Suggestions, anyone?


----------



## bobj3 (Jan 17, 2006)

Hi tiredbones

Take a look at the link below and the snapshot

Bj 

10 PC ROUTER TEMPLATE GUIDE SET
You may need to drill the holes in the brass apt.to mount it to your router.
http://www.harborfreight.com/cpi/ctaf/displayitem.taf?Itemnumber=95160

will fit Hitachi models: M8, M8V, TR8,TR12, M12SA, M12V.
▼
http://item.express.ebay.com/Indust...tdiZ1265QQddiZ1462QQadiZ1454QQcmdZExpressItem


OR 
can go this way ▼
http://froogle.google.com/froogle?q=Hitachi+TR8&btnG=Search


----------



## Woodnut65 (Oct 11, 2004)

Hi, Tiredbones. PC guides are all 1 3/16ths. but what is the required guide to do the job? 5/8ths 1/2" . Oak-Park sells 7 inch square base plates if you get one that fits your
TR 8, you could use the Oak Park guide and ring nut. They are 1 1/2" but you can buy just the size guide that you need . ie 5/8 ths 1/2" etc. Hope this helps.
Woodnut65


----------



## tiredbones (Apr 9, 2007)

Hi, Woodnut65,

The required guide IS a PC guide, 1-3/16, but it's extra long to reach all the guiding surfaces in their rather deep jig. As you probably know, a PC guide bushing fits an Oak Park base like a BB fits a basketball hoop. A simple solution, if Oak Park were amenable, is to machine a reducing bushing with an external 1-1/2 thread and internal 1-3/16 thread. If I had a lathe I would do just that. It's not a difficult problem. It would have the added advantage of making the Oak Park bases able to accept the rest of the world's guide bushings especially these special purpose ones.

One can only hope...

TB


----------



## Woodnut65 (Oct 11, 2004)

Hi TB: Would the adapter in the set of guides that BJ shows do any good for your problem? I have that set of guides with that adapter and I have no use for it. 
Where abouts are you located? Maybe I could mail it to you. Woodnut65


----------



## tiredbones (Apr 9, 2007)

Hi WN: I'm not sure about that adapter. It could have possibilities but I don't get the four holes. It might be worth a try.

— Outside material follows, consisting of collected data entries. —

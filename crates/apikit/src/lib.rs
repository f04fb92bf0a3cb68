//! # apikit
//!
//! Blocking JSON REST client for Foreman/Katello servers.
//!
//! This crate provides:
//! - One authenticated [`Session`] per invocation (basic auth, optional
//!   TLS verification bypass, global timeout)
//! - The [`Client`] trait with generic `list`/`show`/`create`/`update`/
//!   `delete`/`action` operations keyed by resource type and id
//! - [`SearchQuery`], the server's `field="value"` search DSL
//! - Task polling for slow server-side actions ([`tasks::wait_for_task`])
//!
//! ## Example
//!
//! ```no_run
//! use apikit::{Client, Scope, Session, SessionConfig};
//! use std::time::Duration;
//!
//! let session = Session::new(&SessionConfig {
//!     base_url: "https://foreman.example.com".to_string(),
//!     username: "admin".to_string(),
//!     password: "changeme".to_string(),
//!     verify_ssl: true,
//!     timeout: Duration::from_secs(300),
//! })?;
//!
//! let domains = session.list("domains", Some(r#"name="example.com""#), &Scope::new())?;
//! println!("found {} domains", domains.len());
//! # Ok::<(), apikit::Error>(())
//! ```
//!
//! ## Testing
//!
//! [`MockClient`] is an in-memory server implementing [`Client`]; crates
//! building on this one use it to test reconciliation logic without
//! network access.

#![warn(missing_docs)]
#![warn(clippy::all)]

pub mod client;
pub mod error;
pub mod inflect;
pub mod search;
pub mod session;
pub mod tasks;

mod routes;

pub use client::{Call, Client, Method, MockClient, Scope, Verb};
pub use error::{Error, Result};
pub use search::SearchQuery;
pub use session::{DEFAULT_TIMEOUT, ServerStatus, Session, SessionConfig};
pub use tasks::TaskOptions;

It would help to see it installed. I'll email you an address.

TB


----------



## bobj3 (Jan 17, 2006)

Hi TB

Go back 4 post up ▲ and you will see it installed.
also see the eBay link same post 
The four holes are for other types of routers

Bj


----------



## tiredbones (Apr 9, 2007)

Sorry, BJ, I didn't notice the adapter mounted in that router. That looks like it might work. 

Thanks, TB


----------



## bobj3 (Jan 17, 2006)

Hi TB

You didn't miss it I just added it when you said you wanted to see it mounted. 
Plus the link for the ebay item, it shows your router as one that can use it.

Bj


----------